4-in-1 flu shot may mean lifelong protection against the flu

Virology

Tiffany Lee, November 3, 2017 | View original publication

4-in-1 flu shot may mean lifelong protection against the flu

A vaccine combining centralized ancestral genes from four major influenza strains appears to provide broad protection against the dangerous ailment, according to new research by a team from the Nebraska Center for Virology.

Mice protected by the unconventional vaccine survived exposure to lethal doses of seven of nine widely divergent influenza viruses. Those that received higher doses of the vaccine didn’t even get sick.

In contrast, mice that received traditional flu shots or nasal sprays all sickened and died when exposed to the same viruses. The deadly pathogens were able to evade the immune responses triggered by the traditional vaccines.

While it is too soon to say the approach could be successfully used in humans, it appears to be a promising avenue toward a universal flu shot, according to lead researcher Eric Weaver, an assistant professor in the School of Biological Sciences at the University of Nebraska-Lincoln.

Weaver said the study is the first to report on whether a universal flu shot could be created by using a combination of multiple genes shared at the ancestral level by flu strains circulating today.

“The ultimate goal is to be able to vaccinate once and provide lifelong protection,” Weaver said.

The Centers for Disease Control and Prevention estimates that 40 million Americans contracted influenza during the 2015-16 flu season and 970,000 people were hospitalized for the ailment. The agency estimated that vaccinations prevented about 1.9 million illnesses and 67,000 hospitalizations.

“To put this in other terms, our current influenza vaccine programs and technologies reduce influenza infections and hospitalizations by 4.75 percent and 6.9 percent, respectively,” Weaver said. “There is no doubt that there is a need for more effective vaccine technologies.”

Yet because the influenza virus mutates rapidly and because people, animals and birds often carry the virus without displaying symptoms, it’s been difficult to develop a vaccine with long-term effectiveness. The conventional influenza vaccine platform uses weakened or dead versions of the influenza virus to stimulate immunity against hemagglutinin (HA), a spike-shaped protein that extends from the surface of the virus and attacks cells.

According to a 2013 Clinical Microbiology Reviews article, the challenges of the conventional approach include predicting which flu strain will circulate in coming years; manufacturing and delivering safe, timely and adequate supplies; and poor responsiveness among the elderly, who often are the most vulnerable to influenza infection.

Conventional vaccines have been shown to be less than 60 percent effective when they’re successfully matched to the currently circulating strain. They’re far less effective when mismatched.

“An ideal influenza vaccine would be inexpensive, provide long-lasting immunity, require few immunizations and would work against all variants of the virus,” Weaver said.

Some experts say it could take until 2020 or 2025 before a universal flu vaccine is available.

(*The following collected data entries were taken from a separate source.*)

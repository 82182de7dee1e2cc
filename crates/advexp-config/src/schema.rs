//! Typed experiment schema.
//!
//! Field sets are closed: anything not listed in [`TOP_LEVEL_FIELDS`],
//! [`PROFILE_FIELDS`] or [`LOGGING_FIELDS`] is rejected by validation.

use std::fmt;
use std::path::PathBuf;

use serde::{Deserialize, Serialize};

/// Enumerated config values with a fixed set of spellings.
pub trait ConfigEnum: Sized + Copy + 'static {
    /// Every accepted spelling, in declaration order.
    const VARIANTS: &'static [&'static str];

    fn from_name(name: &str) -> Option<Self>;

    fn as_str(&self) -> &'static str;
}

macro_rules! config_enum {
    (
        $(#[$meta:meta])*
        pub enum $name:ident { $($variant:ident => $text:literal),+ $(,)? }
    ) => {
        $(#[$meta])*
        #[derive(Debug, Clone, Copy, Serialize, Deserialize, PartialEq, Eq, Hash)]
        pub enum $name {
            $(
                #[serde(rename = $text)]
                $variant,
            )+
        }

        impl ConfigEnum for $name {
            const VARIANTS: &'static [&'static str] = &[$($text),+];

            fn from_name(name: &str) -> Option<Self> {
                match name {
                    $($text => Some($name::$variant),)+
                    _ => None,
                }
            }

            fn as_str(&self) -> &'static str {
                match self {
                    $($name::$variant => $text,)+
                }
            }
        }

        impl fmt::Display for $name {
            fn fmt(&self, f: &mut fmt::Formatter<'_>) -> fmt::Result {
                f.write_str(self.as_str())
            }
        }
    };
}

config_enum! {
    /// Model family under attack.
    pub enum ModelType { Sdim => "sdim" }
}

config_enum! {
    /// Supported datasets. Each needs a matching profile block.
    pub enum Dataset {
        Cifar10 => "cifar10",
        Cifar100 => "cifar100",
        TinyImagenet => "tiny_imagenet",
    }
}

config_enum! {
    /// Adversarial attack algorithm.
    pub enum Attack {
        Fgsm => "fgsm",
        Pgd => "pgd",
        Cw => "cw",
    }
}

config_enum! {
    pub enum Device {
        Cuda => "cuda",
        Cpu => "cpu",
    }
}

config_enum! {
    /// Log handler installed by the consuming pipeline.
    pub enum LogHandler {
        Console => "console",
        File => "file",
    }
}

config_enum! {
    pub enum LogLevel {
        Trace => "trace",
        Debug => "debug",
        Info => "info",
        Warn => "warn",
        Error => "error",
    }
}

/// Every key allowed at the document root besides the profile blocks.
pub const TOP_LEVEL_FIELDS: &[&str] = &[
    "model_type",
    "dataset",
    "data_dir",
    "classifier_name",
    "mi_units",
    "attack",
    "targeted",
    "sample_likelihood",
    "n_batch_train",
    "n_batch_test",
    "seed",
    "n_gpu",
    "device",
    "log_dir",
    "percentile",
    "image_size",
    "image_channel",
    "logging",
];

/// Top-level fields that fall back to a default when absent or null.
pub const OPTIONAL_FIELDS: &[&str] = &["log_dir", "percentile", "image_size", "image_channel"];

pub const PROFILE_FIELDS: &[&str] = &["n_classes", "rep_size", "margin"];

pub const LOGGING_FIELDS: &[&str] = &["handlers", "level", "run_dir", "filename"];

/// Logging fields that are `${name}` templates.
pub const TEMPLATE_FIELDS: &[&str] = &["run_dir", "filename"];

pub const DEFAULT_LOG_DIR: &str = "logs";
pub const DEFAULT_PERCENTILE: f64 = 0.01;
pub const DEFAULT_IMAGE_SIZE: u32 = 32;
pub const DEFAULT_IMAGE_CHANNEL: u32 = 3;
pub const DEFAULT_LOG_FILENAME: &str = "${attack}.log";

/// Top-level experiment parameters.
#[derive(Debug, Clone, Serialize, Deserialize, PartialEq)]
pub struct ExperimentConfig {
    pub model_type: ModelType,
    pub dataset: Dataset,
    pub data_dir: PathBuf,
    pub classifier_name: String,
    /// Output size of the 1x1 conv net used for mutual-information estimation.
    pub mi_units: u32,
    pub attack: Attack,
    pub targeted: bool,
    pub sample_likelihood: bool,
    pub n_batch_train: u32,
    pub n_batch_test: u32,
    pub seed: i64,
    pub n_gpu: u32,
    pub device: Device,
    /// Directory holding pretrained checkpoints.
    pub log_dir: PathBuf,
    /// Percentile of in-distribution likelihoods used as rejection threshold.
    pub percentile: f64,
    pub image_size: u32,
    pub image_channel: u32,
}

/// Dataset-specific parameters, selected by [`ExperimentConfig::dataset`].
#[derive(Debug, Clone, Copy, Serialize, Deserialize, PartialEq)]
pub struct DatasetProfile {
    pub n_classes: u32,
    /// Size of the global representation produced by the encoder.
    pub rep_size: u32,
    pub margin: f64,
}

/// Log handler setup and run-directory layout.
///
/// Before resolution `run_dir` and `filename` hold templates; in a
/// [`crate::ResolvedConfig`] they hold the substituted text.
#[derive(Debug, Clone, Serialize, Deserialize, PartialEq, Eq)]
pub struct LoggingRunSpec {
    pub handlers: Vec<LogHandler>,
    pub level: LogLevel,
    pub run_dir: String,
    pub filename: String,
}

#[cfg(test)]
mod tests {
    use super::*;

    #[test]
    fn test_enum_names_roundtrip() {
        for name in Dataset::VARIANTS {
            let ds = Dataset::from_name(name).expect("known dataset");
            assert_eq!(ds.as_str(), *name);
        }
        assert_eq!(Attack::from_name("pgd"), Some(Attack::Pgd));
        assert_eq!(Attack::from_name("PGD"), None);
        assert_eq!(Device::from_name("tpu"), None);
        assert_eq!(ModelType::VARIANTS, &["sdim"]);
    }

    #[test]
    fn test_enum_serde_uses_config_spelling() {
        let json = serde_json::to_string(&Dataset::TinyImagenet).unwrap();
        assert_eq!(json, "\"tiny_imagenet\"");
        let attack: Attack = serde_json::from_str("\"cw\"").unwrap();
        assert_eq!(attack, Attack::Cw);
        assert_eq!(LogLevel::Warn.to_string(), "warn");
    }

    #[test]
    fn test_every_profile_key_is_a_dataset() {
        for name in Dataset::VARIANTS {
            assert!(!TOP_LEVEL_FIELDS.contains(name));
        }
    }

    #[test]
    fn test_optional_fields_are_top_level() {
        for name in OPTIONAL_FIELDS {
            assert!(TOP_LEVEL_FIELDS.contains(name), "{name}");
        }
    }
}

Pursuit of a universal influenza vaccine has been difficult. Scientists are trying various approaches to better match vaccines to multiple viral strains. Other strategies include developing vaccines aimed at the virus’s protein coat, other proteins that have been found to be identical in multiple flu strains, or the stalk of the hemagglutinin protein rather than its head.

These approaches have shown promising results. However, Weaver said his study is the first to report the use of multiple centralized HA genes, identified using protein sequence analysis programs, to provide the greatest level of cross-protective immunity possible.

In the article published Nov. 2 in Scientific Reports, Weaver and his colleagues Amy Lingel and Brianna L. Bullard detail an approach they say is “scalable and translatable to humans and may provide the foundation for complete and long-lasting anti-influenza immunity.”

The idea arose from past research led by Dr. Bette Korber at Los Alamos National Laboratories to discover the ancestral genes for the Human Immunodeficiency Virus and to pinpoint when that virus jumped from monkeys to man. Weaver was involved with that effort while a post-doctoral researcher at Duke University School of Medicine. He and his colleagues decided to try a similar concept with the influenza virus, synthesizing genes that are central to influenza’s phylogenetic tree.

Instead of using weakened or deadened flu virus, his experiments at the Nebraska Center for Virology have used replication-defective Adenoviruses – which cause the common cold – that have been altered to carry what he calls consensus genes for H1, H2, H3 and H5 influenza strains. The vaccine is no longer capable of causing cold symptoms, but is still able to safely deliver the influenza vaccine genes.

“Our idea is that these centralized antigens can set up a foundation of immunity against influenza,” he said. “Because they are centralized and represent all the strains equally, they could provide a basis for immunity against all evolved strains.”

Weaver’s research is funded by a National Institutes of Health grant.